ERM started out as a single consultancy, based in Queensland, and has now grown to be the second-largest supplier of power to business and government customers in Australia.
Chief executive and managing director Jon Stretch said bringing Greensense into the ERM Power family was part of the company’s strategy and growth plans.
“Efficient capital management allows us to invest in next-generation innovation and technology, which goes beyond energy supply to smart visualisation of resource consumption,” he said.
He said the company supplied energy to one in five governments, businesses and industrials in Australia.
“Greensense is the next step in providing a real-time, in-depth view on resource consumption, beyond a customer’s ERM Power energy usage, to help our government, commercial and industrial customers better manage energy, water and waste.”
The move would be earnings accretive from FY17, with the customer solutions portfolio expected to provide about eight per cent of earnings by 2018. ERM has more than 300 staff and Greensense, which will continue under its own identity, had 13 staff, all of which will remain in the business.

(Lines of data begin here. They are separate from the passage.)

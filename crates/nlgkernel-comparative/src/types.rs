//! Comparative analysis types.

use serde::{Deserialize, Serialize};
use std::fmt;

// ============================================================================
// Outlier Types
// ============================================================================

/// Members of a distribution flagged as outliers, split around the mean.
#[derive(Debug, Clone, Default, PartialEq, Serialize, Deserialize)]
pub struct OutlierSet {
    /// Flagged indices whose value exceeds the distribution mean.
    pub above: Vec<usize>,
    /// Flagged indices whose value is below (or at) the distribution mean.
    pub below: Vec<usize>,
    /// Mean of the distribution.
    pub mean: f64,
    /// Number of members examined.
    pub members: usize,
}

impl OutlierSet {
    /// Total number of flagged members.
    pub fn len(&self) -> usize {
        self.above.len() + self.below.len()
    }

    /// True when nothing was flagged.
    pub fn is_empty(&self) -> bool {
        self.above.is_empty() && self.below.is_empty()
    }

    /// Drop members for which `keep` is false, e.g. the unknown region.
    pub fn retain(&mut self, mut keep: impl FnMut(usize) -> bool) {
        self.above.retain(|&i| keep(i));
        self.below.retain(|&i| keep(i));
    }
}

// ============================================================================
// Correlation Types
// ============================================================================

/// Relatedness bucket of a Pearson coefficient.
#[derive(Debug, Clone, Copy, PartialEq, Eq, Hash, Serialize, Deserialize)]
pub enum CorrelationBucket {
    /// r >= 0.7
    StronglyRelated,
    /// 0.3 <= r < 0.7
    WeaklyRelated,
    /// -0.3 <= r < 0.3
    NotRelated,
    /// -0.7 <= r < -0.3
    WeaklyContrary,
    /// r < -0.7
    StronglyContrary,
}

impl CorrelationBucket {
    /// All buckets, most related first.
    pub const ALL: [CorrelationBucket; 5] = [
        CorrelationBucket::StronglyRelated,
        CorrelationBucket::WeaklyRelated,
        CorrelationBucket::NotRelated,
        CorrelationBucket::WeaklyContrary,
        CorrelationBucket::StronglyContrary,
    ];

    /// Bucket for a coefficient. Total over [-1, 1]; values outside are clamped.
    pub fn classify(r: f64) -> Self {
        let r = r.clamp(-1.0, 1.0);
        if r >= 0.7 {
            CorrelationBucket::StronglyRelated
        } else if r >= 0.3 {
            CorrelationBucket::WeaklyRelated
        } else if r >= -0.3 {
            CorrelationBucket::NotRelated
        } else if r >= -0.7 {
            CorrelationBucket::WeaklyContrary
        } else {
            CorrelationBucket::StronglyContrary
        }
    }

    /// Phrase used in narrative sentences.
    pub const fn phrase(&self) -> &'static str {
        match self {
            CorrelationBucket::StronglyRelated => "strongly related",
            CorrelationBucket::WeaklyRelated => "weakly related",
            CorrelationBucket::NotRelated => "not related",
            CorrelationBucket::WeaklyContrary => "weakly contrary",
            CorrelationBucket::StronglyContrary => "strongly contrary",
        }
    }

    /// True for the two contrary buckets.
    pub const fn is_contrary(&self) -> bool {
        matches!(
            self,
            CorrelationBucket::WeaklyContrary | CorrelationBucket::StronglyContrary
        )
    }

    /// Position in `ALL`.
    pub fn index(&self) -> usize {
        *self as usize
    }
}

impl fmt::Display for CorrelationBucket {
    fn fmt(&self, f: &mut fmt::Formatter<'_>) -> fmt::Result {
        f.write_str(self.phrase())
    }
}

/// Correlation of one series against a reference.
#[derive(Debug, Clone, Copy, PartialEq, Serialize, Deserialize)]
pub struct Relatedness {
    /// Pearson coefficient, `None` when undefined.
    pub coefficient: Option<f64>,
    /// Bucket, `None` when undefined.
    pub bucket: Option<CorrelationBucket>,
    /// Number of bins paired.
    pub pairs: usize,
}

impl Relatedness {
    /// Undefined correlation over `pairs` bins.
    pub fn indeterminate(pairs: usize) -> Self {
        Self {
            coefficient: None,
            bucket: None,
            pairs,
        }
    }
}

/// Members grouped by bucket.
#[derive(Debug, Clone, Default, PartialEq, Serialize, Deserialize)]
pub struct BucketTally {
    /// Member indices per bucket, in `CorrelationBucket::ALL` order.
    pub members: [Vec<usize>; 5],
    /// Members whose correlation is undefined.
    pub indeterminate: Vec<usize>,
}

impl BucketTally {
    /// Group a list of relatedness results by bucket.
    pub fn tally(results: &[Relatedness]) -> Self {
        let mut tally = Self::default();
        for (i, result) in results.iter().enumerate() {
            match result.bucket {
                Some(bucket) => tally.members[bucket.index()].push(i),
                None => tally.indeterminate.push(i),
            }
        }
        tally
    }

    /// Members in `bucket`.
    pub fn get(&self, bucket: CorrelationBucket) -> &[usize] {
        &self.members[bucket.index()]
    }

    /// Number of members with a defined bucket.
    pub fn classified(&self) -> usize {
        self.members.iter().map(Vec::len).sum()
    }
}

#[cfg(test)]
mod tests {
    use super::*;

    #[test]
    fn test_bucket_boundaries() {
        assert_eq!(CorrelationBucket::classify(1.0), CorrelationBucket::StronglyRelated);
        assert_eq!(CorrelationBucket::classify(0.7), CorrelationBucket::StronglyRelated);
        assert_eq!(CorrelationBucket::classify(0.69), CorrelationBucket::WeaklyRelated);
        assert_eq!(CorrelationBucket::classify(0.3), CorrelationBucket::WeaklyRelated);
        assert_eq!(CorrelationBucket::classify(0.0), CorrelationBucket::NotRelated);
        assert_eq!(CorrelationBucket::classify(-0.3), CorrelationBucket::NotRelated);
        assert_eq!(CorrelationBucket::classify(-0.31), CorrelationBucket::WeaklyContrary);
        assert_eq!(CorrelationBucket::classify(-0.7), CorrelationBucket::WeaklyContrary);
        assert_eq!(CorrelationBucket::classify(-0.71), CorrelationBucket::StronglyContrary);
        assert_eq!(CorrelationBucket::classify(-1.0), CorrelationBucket::StronglyContrary);
    }

    #[test]
    fn test_bucket_total_over_range() {
        let mut r = -1.0;
        while r <= 1.0 {
            let bucket = CorrelationBucket::classify(r);
            assert!(CorrelationBucket::ALL.contains(&bucket));
            r += 0.01;
        }
        assert_eq!(CorrelationBucket::classify(1.5), CorrelationBucket::StronglyRelated);
    }

    #[test]
    fn test_tally() {
        let results = [
            Relatedness {
                coefficient: Some(0.9),
                bucket: Some(CorrelationBucket::StronglyRelated),
                pairs: 5,
            },
            Relatedness::indeterminate(1),
            Relatedness {
                coefficient: Some(-0.9),
                bucket: Some(CorrelationBucket::StronglyContrary),
                pairs: 5,
            },
        ];
        let tally = BucketTally::tally(&results);
        assert_eq!(tally.get(CorrelationBucket::StronglyRelated), &[0]);
        assert_eq!(tally.get(CorrelationBucket::StronglyContrary), &[2]);
        assert_eq!(tally.indeterminate, vec![1]);
        assert_eq!(tally.classified(), 2);
    }

    #[test]
    fn test_outlier_set_retain() {
        let mut set = OutlierSet {
            above: vec![0, 3],
            below: vec![2],
            mean: 1.0,
            members: 4,
        };
        set.retain(|i| i != 3);
        assert_eq!(set.above, vec![0]);
        assert_eq!(set.len(), 2);
    }
}
//! Time series decomposition kernels.
//!
//! This module provides classical additive decomposition:
//! observed = trend + seasonal + residual, where the trend is a centered
//! moving average and the seasonal term is the centered per-phase mean of the
//! detrended series.

use std::time::Instant;

use crate::messages::{SeasonalDecompositionInput, SeasonalDecompositionOutput};
use crate::types::DecompositionResult;
use nlgkernel_core::{
    domain::Domain,
    error::{KernelError, Result},
    kernel::KernelMetadata,
    traits::{BatchKernel, Kernel},
};

// ============================================================================
// Seasonal Decomposition Kernel
// ============================================================================

/// Seasonal decomposition kernel (additive, moving-average based).
///
/// Decomposes a time series into trend, seasonal, and residual components.
#[derive(Debug, Clone)]
pub struct SeasonalDecomposition {
    metadata: KernelMetadata,
}

impl Default for SeasonalDecomposition {
    fn default() -> Self {
        Self::new()
    }
}

impl SeasonalDecomposition {
    /// Create a new seasonal decomposition kernel.
    #[must_use]
    pub fn new() -> Self {
        Self {
            metadata: KernelMetadata::batch(
                "temporal/seasonal-decomposition",
                Domain::TemporalAnalysis,
            )
            .with_description("Additive moving-average seasonal decomposition"),
        }
    }

    /// Decompose a time series.
    ///
    /// # Arguments
    /// * `series` - Input observations
    /// * `period` - Seasonal period in bins, at least 2
    ///
    /// Trend values within `period / 2` bins of either edge are NaN. A phase
    /// with no defined detrended value makes the whole seasonal component NaN.
    pub fn compute(series: &[f64], period: usize) -> Result<DecompositionResult> {
        let n = series.len();
        if period < 2 {
            return Err(KernelError::validation(format!(
                "seasonal period must be at least 2, got {}",
                period
            )));
        }
        let needed = 2 * (period / 2) + 1;
        if n < needed {
            return Err(KernelError::insufficient(needed, n));
        }

        let trend = Self::centered_moving_average(series, period);

        let detrended: Vec<f64> = series
            .iter()
            .zip(&trend)
            .map(|(v, t)| v - t)
            .collect();

        let pattern = Self::mean_seasonal(&detrended, period);
        let seasonal: Vec<f64> = (0..n).map(|i| pattern[i % period]).collect();

        let residual: Vec<f64> = detrended
            .iter()
            .zip(&seasonal)
            .map(|(d, s)| d - s)
            .collect();

        Ok(DecompositionResult {
            trend,
            seasonal,
            residual,
            n,
            period,
        })
    }

    /// Centered moving average.
    ///
    /// Odd windows weight `period` neighbours equally; even windows span
    /// `period + 1` points with half weight on both ends.
    fn centered_moving_average(values: &[f64], period: usize) -> Vec<f64> {
        let n = values.len();
        let half = period / 2;
        let even = period % 2 == 0;
        let mut result = vec![f64::NAN; n];

        for (i, slot) in result.iter_mut().enumerate().take(n - half).skip(half) {
            let window = &values[i - half..=i + half];
            let mut sum: f64 = window.iter().sum();
            if even {
                sum -= 0.5 * (window[0] + window[window.len() - 1]);
            }
            *slot = sum / period as f64;
        }

        result
    }

    /// Per-phase mean of the defined detrended values, centered to sum to zero.
    fn mean_seasonal(detrended: &[f64], period: usize) -> Vec<f64> {
        let mut sums = vec![0.0; period];
        let mut counts = vec![0usize; period];

        for (i, &d) in detrended.iter().enumerate() {
            if d.is_nan() {
                continue;
            }
            sums[i % period] += d;
            counts[i % period] += 1;
        }

        if counts.iter().any(|&c| c == 0) {
            tracing::warn!(period, "Seasonal phase without data; seasonal component undefined");
            return vec![f64::NAN; period];
        }

        let averages: Vec<f64> = sums
            .iter()
            .zip(&counts)
            .map(|(s, &c)| s / c as f64)
            .collect();

        let center = averages.iter().sum::<f64>() / period as f64;
        averages.iter().map(|a| a - center).collect()
    }
}

impl Kernel for SeasonalDecomposition {
    fn metadata(&self) -> &KernelMetadata {
        &self.metadata
    }
}

impl BatchKernel<SeasonalDecompositionInput, SeasonalDecompositionOutput>
    for SeasonalDecomposition
{
    fn execute(&self, input: SeasonalDecompositionInput) -> Result<SeasonalDecompositionOutput> {
        let start = Instant::now();
        let result = Self::compute(&input.series.values, input.period)?;
        Ok(SeasonalDecompositionOutput {
            result,
            compute_time_us: start.elapsed().as_micros() as u64,
        })
    }
}

#[cfg(test)]
mod tests {
    use super::*;
    use std::f64::consts::PI;

    fn create_seasonal_series() -> Vec<f64> {
        // Trend + seasonal pattern
        let period = 12;
        (0..120)
            .map(|t| {
                let trend = 100.0 + 0.5 * t as f64;
                let seasonal = 10.0 * ((2.0 * PI * t as f64 / period as f64).sin());
                trend + seasonal
            })
            .collect()
    }

    #[test]
    fn test_decomposition_metadata() {
        let kernel = SeasonalDecomposition::new();
        assert_eq!(kernel.metadata().id, "temporal/seasonal-decomposition");
        assert_eq!(kernel.metadata().domain, Domain::TemporalAnalysis);
    }

    #[test]
    fn test_seasonal_decomposition() {
        let series = create_seasonal_series();
        let result = SeasonalDecomposition::compute(&series, 12).unwrap();

        assert_eq!(result.trend.len(), series.len());
        assert_eq!(result.seasonal.len(), series.len());
        assert_eq!(result.residual.len(), series.len());
        assert_eq!(result.period, 12);

        // Seasonal should be periodic
        for i in 0..result.seasonal.len() - 12 {
            let diff = (result.seasonal[i] - result.seasonal[i + 12]).abs();
            assert!(diff < 1e-9, "Seasonal not periodic at {}: diff={}", i, diff);
        }

        // Linear trend passes through a symmetric moving average unchanged
        for i in 6..114 {
            let expected = 100.0 + 0.5 * i as f64;
            assert!((result.trend[i] - expected).abs() < 1e-6);
        }
    }

    #[test]
    fn test_trend_edges_are_nan() {
        let series: Vec<f64> = (0..10).map(f64::from).collect();
        let odd = SeasonalDecomposition::compute(&series, 3).unwrap();
        assert!(odd.trend[0].is_nan());
        assert!(odd.trend[9].is_nan());
        assert_eq!(odd.finite_trend().len(), 8);
        assert!((odd.trend[1] - 1.0).abs() < 1e-12);

        let even = SeasonalDecomposition::compute(&series, 4).unwrap();
        assert!(even.trend[1].is_nan());
        assert!(even.trend[8].is_nan());
        assert_eq!(even.finite_trend().len(), 6);
        assert!((even.trend[2] - 2.0).abs() < 1e-12);
    }

    #[test]
    fn test_seasonal_is_centered() {
        let result = SeasonalDecomposition::compute(&create_seasonal_series(), 12).unwrap();
        let sum: f64 = result.seasonal[..12].iter().sum();
        assert!(sum.abs() < 1e-9);
    }

    #[test]
    fn test_residual_reconstructs_series() {
        let series = create_seasonal_series();
        let result = SeasonalDecomposition::compute(&series, 12).unwrap();
        for i in 6..114 {
            let rebuilt = result.trend[i] + result.seasonal[i] + result.residual[i];
            assert!((rebuilt - series[i]).abs() < 1e-9);
        }
    }

    #[test]
    fn test_missing_phase_gives_nan_seasonal() {
        // period 4 over 7 points leaves phase 1 without a defined trend
        let series = [1.0, 2.0, 3.0, 4.0, 5.0, 6.0, 7.0];
        let result = SeasonalDecomposition::compute(&series, 4).unwrap();
        assert!(result.seasonal.iter().all(|v| v.is_nan()));
    }

    #[test]
    fn test_invalid_period() {
        assert!(SeasonalDecomposition::compute(&[1.0, 2.0, 3.0], 1).is_err());
        assert!(matches!(
            SeasonalDecomposition::compute(&[1.0, 2.0, 3.0, 4.0], 4),
            Err(KernelError::InsufficientData { needed: 5, actual: 4 })
        ));
    }
}
#[cfg(test)]
mod tests {
    use super::*;

    #[test]
    fn test_pruned_series_keeps_bins() {
        let pruned = PrunedSeries::from_values(&[0.0, 3.0, 0.0, 5.0, 1.0]);
        assert_eq!(pruned.values, vec![3.0, 5.0, 1.0]);
        assert_eq!(pruned.bins, vec![1, 3, 4]);
        assert_eq!(pruned.argmax_bin(), Some(3));
        assert_eq!(pruned.argmin_bin(), Some(4));
    }

    #[test]
    fn test_pruned_series_first_on_ties() {
        let pruned = PrunedSeries::from_values(&[2.0, 0.0, 2.0, 1.0, 1.0]);
        assert_eq!(pruned.argmax_bin(), Some(0));
        assert_eq!(pruned.argmin_bin(), Some(3));
        assert_eq!(PrunedSeries::default().argmax_bin(), None);
    }

    #[test]
    fn test_aligned_to_support() {
        let pruned = PrunedSeries::aligned_to(&[0.5, -1.0, 0.0, 2.0], &[1.0, 0.0, 4.0, 2.0]);
        assert_eq!(pruned.values, vec![0.5, 0.0, 2.0]);
        assert_eq!(pruned.bins, vec![0, 2, 3]);
    }

    #[test]
    fn test_periodicity_class_boundaries() {
        assert_eq!(PeriodicityClass::classify(f64::NAN), PeriodicityClass::None);
        assert_eq!(PeriodicityClass::classify(0.0099), PeriodicityClass::None);
        assert_eq!(PeriodicityClass::classify(0.01), PeriodicityClass::Slight);
        assert_eq!(PeriodicityClass::classify(0.05), PeriodicityClass::Moderate);
        assert_eq!(PeriodicityClass::classify(0.15), PeriodicityClass::Evident);
    }

    #[test]
    fn test_periodicity_label_pluralizes() {
        let mut verdict = PeriodicityVerdict {
            period: 7,
            amplitude_ratio: 0.2,
            class: PeriodicityClass::Evident,
            unit: TimeUnit::Day,
        };
        assert_eq!(verdict.label(), "evident periodicity of 7 days");
        verdict.period = 1;
        assert_eq!(verdict.label(), "evident periodicity of 1 day");
        assert_eq!(PeriodicityVerdict::none(TimeUnit::Day).label(), "");
    }

    #[test]
    fn test_trend_label() {
        let mut trend = TrendVerdict::indeterminate(10);
        trend.direction = TrendDirection::Upward;
        trend.p_value = 0.03;
        let analysis = SeriesAnalysis::new(trend, PeriodicityVerdict::none(TimeUnit::Day));
        assert_eq!(analysis.trend_label(), "an overall significant upward trend");

        trend.direction = TrendDirection::Downward;
        trend.p_value = 0.3;
        let analysis = SeriesAnalysis::new(trend, PeriodicityVerdict::none(TimeUnit::Day));
        assert_eq!(analysis.trend_label(), "an overall plausible downward trend");

        let neutral = SeriesAnalysis::new(
            TrendVerdict::indeterminate(3),
            PeriodicityVerdict::none(TimeUnit::Day),
        );
        assert_eq!(
            neutral.trend_label(),
            "neither obvious upward nor downward trend"
        );
    }

    #[test]
    fn test_time_unit_resolution() {
        assert_eq!(TimeUnit::Second.resolution(), Resolution::Precise);
        assert_eq!(TimeUnit::Week.resolution(), Resolution::Precise);
        assert_eq!(TimeUnit::Month.resolution(), Resolution::Coarse);
        assert_eq!(TimeUnit::parse("season"), Some(TimeUnit::Season));
        assert_eq!(TimeUnit::Decade.index(), 8);
    }
}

ENGIE now a major player in Australia
The ENGIE acquisition of the Melbourne based DESA company comes after announcing in September it had acquired TSC Group Holdings with 600 mainly highly skilled technical staff. DESA which provides communications, electrical and energy efficiency solutions has about 340 staff and will take total staff numbers at ENGIE to just under 1000.
At the start of the year former managing director of the company’s Australian operations Vaughan Furniss now head of strategy and business development, could count total staff numbers on two hands.
- See our report, Cofely expansion will ramp up competition in energy efficiency
A statement from ENGIE said the strategy was to provide customers with a “one-stop shop” for multi-technical services, asset-based energy performance and environmental solutions.
Executive vice president in charge of the energy services business line Jérôme Tolot said DESA was a “top tier provider in the country and counts among its customers some of Australia’s biggest companies”.
“With our expertise and our other businesses in power generation and retail, we have the opportunity to grow the business even further.”
In the ASX listing for BuildingIQ, the company offered about 20 million Chess Depository Receipts in the company at $1.00 each, with an indicative market capitalisation of approximately $85 million (on a fully-diluted basis), a company statement said.
The company’s base “predictive energy optimisation” technology, initially developed by the CSIRO, works with a facility’s Building Management System and makes real-time changes to heating and cooling based on a range of characteristics.
President and chief executive Michael Nark said there was growing requirement for efficiency and sustainability, and that building owners and managers were increasing their focus on controllable operating costs, such as energy.
Chair and on-executive director Alan Cameron said the technology offered by the company could offer a fast rate of return on investment.
The company was currently working on more than 3.25 million square metres of space in utilities, hospitals, universities, office buildings, casinos, hotels and government facilities.